The target proteins were prepared and saved separately. The 3D crystal structure of each of the proteins was fetched into UCSF Chimera by their PDB ID vis-à-vis 5VAQ, 2QMK, and 1U33 respectively. The FGF-21 was in a complex with Beta-klotho and complex chains (Fig. 3A, B) were selected and deleted so that only a single-chain (Fig. 3C) which is the FGF-21 was left displayed while pancreatic α-amylase and pancreatic α-glucosidase were single chains (see Fig. 3). For each protein, structure editing was carried out by minimizing the structure under the default specifications of the steepest descent slope 100; size 0.02 Ả; gradient steps:10; conjugate 0.02; update intervals 10. After preparations, the proteins were saved in PDB format for use in molecular docking.

Fig. 3
figure 3

Three-dimensional crystal structure of prepared proteins. (A). FGF-21. (B). Pancreatic α-amylase. (C).

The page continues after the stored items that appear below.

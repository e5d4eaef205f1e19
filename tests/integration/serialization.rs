//! Canonical query text, compact and pretty.
//!
//! Pretty layouts are pinned with insta inline snapshots.
//! Run `cargo insta review` to review changes.

mod common;

use common::*;
use insta::assert_snapshot;
use sqlobjects::ast::*;
use sqlobjects::{SqlObject, SqlObjectError, SqlObjectKind, pretty_print, serialize};

use SqlBinaryScalarOperatorKind as Op;
use SqlUnaryScalarOperatorKind as UnOp;

fn text(node: impl Into<SqlObject>) -> String {
    serialize(&node.into()).unwrap()
}

#[test]
fn select_star_from_c_ends_with_separator() {
    assert_eq!(text(select_star_from_c()), "SELECT * FROM c ");
}

#[test]
fn program_renders_its_query() {
    assert_eq!(text(SqlProgram::new(select_star_from_c())), "SELECT * FROM c ");
}

#[test]
fn value_query_with_filter() {
    assert_eq!(text(name_by_age_query()), "SELECT VALUE c.name FROM c WHERE (c.age = 5) ");
}

#[test]
fn string_literal_escapes_quote() {
    assert_eq!(text(SqlStringLiteral::new("say \"hi\"")), "\"say \\\"hi\\\"\"");
    assert_eq!(text(SqlStringLiteral::new("tab\there")), "\"tab\\there\"");
}

#[test]
fn scalar_expression_forms() {
    let c = |name: &str| prop(ident("c"), name);
    assert_eq!(text(binary(Op::StringConcat, c("a"), string("b"))), "(c.a || \"b\")");
    assert_eq!(text(SqlScalarExpression::unary(UnOp::Not, c("done"))), "(NOT c.done)");
    assert_eq!(text(SqlScalarExpression::unary(UnOp::Minus, num(3))), "(- 3)");
    assert_eq!(
        text(SqlScalarExpression::Between(SqlBetweenScalarExpression {
            expression: Box::new(c("age")),
            start_inclusive: Box::new(num(18)),
            end_inclusive: Box::new(num(65)),
            not: true,
        })),
        "(c.age NOT BETWEEN 18 AND 65)"
    );
    assert_eq!(
        text(SqlScalarExpression::Coalesce(SqlCoalesceScalarExpression {
            left: Box::new(c("nick")),
            right: Box::new(c("name")),
        })),
        "(c.nick ?? c.name)"
    );
    assert_eq!(
        text(SqlScalarExpression::Conditional(SqlConditionalScalarExpression {
            condition: Box::new(c("vip")),
            consequent: Box::new(num(1)),
            alternative: Box::new(num(0)),
        })),
        "(c.vip ? 1 : 0)"
    );
    assert_eq!(text(SqlScalarExpression::member_indexer(c("tags"), num(0))), "c.tags[0]");
    assert_eq!(text(SqlScalarExpression::parameter_ref("@p0")), "@p0");
}

#[test]
fn in_and_like_forms() {
    let c = |name: &str| prop(ident("c"), name);
    assert_eq!(
        text(SqlScalarExpression::In(SqlInScalarExpression {
            needle: Box::new(c("state")),
            not: false,
            haystack: vec![string("WA"), string("OR")],
        })),
        "(c.state IN (\"WA\", \"OR\"))"
    );
    assert_eq!(
        text(SqlScalarExpression::In(SqlInScalarExpression {
            needle: Box::new(c("state")),
            not: true,
            haystack: vec![string("WA")],
        })),
        "(c.state NOT IN (\"WA\"))"
    );
    assert_eq!(
        text(SqlScalarExpression::Like(SqlLikeScalarExpression {
            expression: Box::new(c("name")),
            pattern: Box::new(string("a!%%")),
            not: true,
            escape_sequence: Some(SqlStringLiteral::new("!")),
        })),
        "(c.name NOT LIKE \"a!%%\" ESCAPE \"!\")"
    );
}

#[test]
fn constructors_and_calls() {
    assert_eq!(text(SqlScalarExpression::array_create(vec![])), "[]");
    assert_eq!(text(SqlScalarExpression::array_create(vec![num(1)])), "[1]");
    assert_eq!(text(SqlScalarExpression::array_create(vec![num(1), num(2.5)])), "[1, 2.5]");
    assert_eq!(text(SqlScalarExpression::object_create(vec![])), "{}");
    assert_eq!(text(object_create(&[("a", 1), ("b", 2)])), "{\"a\": 1, \"b\": 2}");
    assert_eq!(text(SqlScalarExpression::function_call("GetCurrentTimestamp", vec![], false)), "GetCurrentTimestamp()");
    assert_eq!(text(SqlScalarExpression::function_call("tax", vec![num(10)], true)), "udf.tax(10)");
}

#[test]
fn literals() {
    assert_eq!(text(SqlNullLiteral), "null");
    assert_eq!(text(SqlUndefinedLiteral), "undefined");
    assert_eq!(text(SqlBooleanLiteral::TRUE), "true");
    assert_eq!(text(SqlNumberLiteral::new(1e21)), "1E+21");
    assert_eq!(text(SqlNumberLiteral::new(-0.5)), "-0.5");
    assert_eq!(text(SqlObjectLiteral::new(serde_json::json!({"a": [1, null]}))), "{\"a\":[1,null]}");
}

#[test]
fn subqueries() {
    let inner = select_star_from_c();
    assert_eq!(
        text(SqlScalarExpression::Exists(SqlExistsScalarExpression { query: Box::new(inner.clone()) })),
        "EXISTS(SELECT * FROM c )"
    );
    assert_eq!(
        text(SqlScalarExpression::Array(SqlArrayScalarExpression { query: Box::new(inner.clone()) })),
        "ARRAY(SELECT * FROM c )"
    );
    assert_eq!(text(SqlScalarExpression::subquery(inner)), "(SELECT * FROM c )");
}

#[test]
fn collections_and_paths() {
    let children = SqlPathExpression::Identifier(SqlIdentifierPathExpression::new(None, SqlIdentifier::new("children")));
    let first = SqlPathExpression::Number(SqlNumberPathExpression::new(Some(children.clone()), SqlNumberLiteral::new(0)));
    let named = SqlPathExpression::String(SqlStringPathExpression::new(Some(children), SqlStringLiteral::new("k")));

    assert_eq!(text(SqlInputPathCollection::new("c", Some(first))), "c.children[0]");
    assert_eq!(text(SqlInputPathCollection::new("c", Some(named))), "c.children[\"k\"]");

    let families = SqlCollectionExpression::aliased(SqlInputPathCollection::new("Families", None), Some("f"));
    let kids = SqlCollectionExpression::array_iterator(
        "ch",
        SqlInputPathCollection::new(
            "f",
            Some(SqlPathExpression::Identifier(SqlIdentifierPathExpression::new(None, SqlIdentifier::new("children")))),
        ),
    );
    let join = SqlCollectionExpression::join(families, kids);
    assert_eq!(
        text(SqlQuery::new(SqlSelectClause::star()).with_from(SqlFromClause::new(join))),
        "SELECT * FROM Families AS f JOIN ch IN f.children "
    );

    let sub = SqlCollectionExpression::aliased(SqlSubqueryCollection::new(select_star_from_c()), Some("s"));
    assert_eq!(text(SqlFromClause::new(sub)), "FROM (SELECT * FROM c ) AS s");
}

#[test]
fn full_query_clause_order() {
    let c = |name: &str| prop(ident("c"), name);
    let query = SqlQuery::new(SqlSelectClause::new(
        SqlSelectListSpec {
            items: vec![SqlSelectItem::new(c("city"), None), SqlSelectItem::new(c("n"), Some("total"))],
        },
        Some(SqlTopSpec::new(num(10))),
        true,
    ))
    .with_from(from("c"))
    .with_where(SqlWhereClause::new(binary(Op::GreaterThan, c("n"), num(1))))
    .with_group_by(SqlGroupByClause::new(vec![c("city"), c("n")]))
    .with_order_by(SqlOrderByClause::new(vec![
        SqlOrderByItem::new(c("city"), false),
        SqlOrderByItem::new(c("n"), true),
    ]))
    .with_offset_limit(SqlOffsetLimitClause::new(SqlOffsetSpec::new(num(5)), SqlLimitSpec::new(num(10))));

    assert_eq!(
        text(query),
        "SELECT DISTINCT TOP 10 c.city, c.n AS total FROM c WHERE (c.n > 1) GROUP BY c.city, c.n \
         ORDER BY c.city ASC, c.n DESC OFFSET 5 LIMIT 10 "
    );
}

#[test]
fn empty_lists_are_rejected() {
    let empty_select = SqlQuery::new(SqlSelectClause::new(SqlSelectListSpec { items: vec![] }, None, false));
    let err = serialize(&empty_select).unwrap_err();
    assert!(matches!(err, SqlObjectError::EmptyList { kind: SqlObjectKind::SelectListSpec }));

    let empty_group = select_star_from_c().with_group_by(SqlGroupByClause::new(vec![]));
    assert!(matches!(
        serialize(&empty_group).unwrap_err(),
        SqlObjectError::EmptyList { kind: SqlObjectKind::GroupByClause }
    ));

    let empty_order = select_star_from_c().with_order_by(SqlOrderByClause::new(vec![]));
    assert!(matches!(
        pretty_print(&empty_order).unwrap_err(),
        SqlObjectError::EmptyList { kind: SqlObjectKind::OrderByClause }
    ));
}

#[test]
fn pretty_query() {
    let c = |name: &str| prop(ident("c"), name);
    let query = SqlQuery::new(SqlSelectClause::new(
        SqlSelectListSpec { items: vec![SqlSelectItem::new(c("id"), None), SqlSelectItem::new(c("name"), None)] },
        None,
        false,
    ))
    .with_from(from("c"))
    .with_where(SqlWhereClause::new(binary(Op::GreaterThan, c("age"), num(21))))
    .with_order_by(SqlOrderByClause::new(vec![SqlOrderByItem::new(c("name"), false)]));

    assert_snapshot!(pretty_print(&query).unwrap(), @r"
SELECT
    c.id,
    c.name
FROM c
WHERE (c.age > 21)
ORDER BY c.name ASC
");
}

#[test]
fn pretty_nested_subquery() {
    let inner = SqlQuery::new(SqlSelectClause::value(prop(ident("t"), "name")))
        .with_from(from("t"));
    let query = select_star_from_c().with_where(SqlWhereClause::new(SqlScalarExpression::Exists(
        SqlExistsScalarExpression { query: Box::new(inner) },
    )));

    assert_snapshot!(pretty_print(&query).unwrap(), @r"
SELECT *
FROM c
WHERE EXISTS(
    SELECT VALUE t.name
    FROM t
)
");
}

#[test]
fn pretty_and_compact_share_tokens() {
    let query = name_by_age_query();
    let compact: Vec<String> = text(query.clone()).split_whitespace().map(String::from).collect();
    let pretty: Vec<String> = pretty_print(&query).unwrap().split_whitespace().map(String::from).collect();
    assert_eq!(compact, pretty);
}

Pancreatic α-glucosidase

Molecular docking

The molecular docking studies were carried out using Autodock Vina plugged in Pyrx. The 3D structure of the ligands (hesperidin and bisphenol A) previously retrieved from PubChem (www.pubchem.org) were individually imported into the Pyx in Chemical Table-SDF format. The ligands were minimized in the default with the addition of hydrogen and charge Gastiger, then, converted to PDBQT format. In turn, the prepared proteins as shown in Fig. 3 were loaded into the Pyrx. Using the Autodock, the proteins were made macromolecules in PDBQT format. For each turn, the program was run using a searching grid extended over target proteins with box dimension 24.26 × 31.65 × 48.11 and x, y, z coordinates 47.76, 32.05, and 40.10 (5VAQ); dimension 72.39 × 84.39 × 67.64 and x, y, z coordinates 8.02, − 29.05, 18.99 (2QMK), and 70.69 × 82.91 × 57.87 and x, y, z coordinates 10.09, 24.12, 48.53 (1U33) respectively [33] with exhaustiveness 8 while other parameters were set at default. The ligands were docked into the crystal structure of the proteins in turns so that the highest-scoring pose was selected for each of the ligands and the best docking poses are predicted to be the most stable conformation of each ligand for binding to proteins [34]. Selection of best pose is particularly at the binding site where the majority (or all) of the bisphenol A binds in the eighth models and if hesperidin binds with the highest docking scores in that particular site. Further, the best poses were visualized using the Discovery Studio Visualizer 2020 [35] to ascertain the amino acids in the binding sites and predict the types of bonds with which the ligands bind to the target proteins.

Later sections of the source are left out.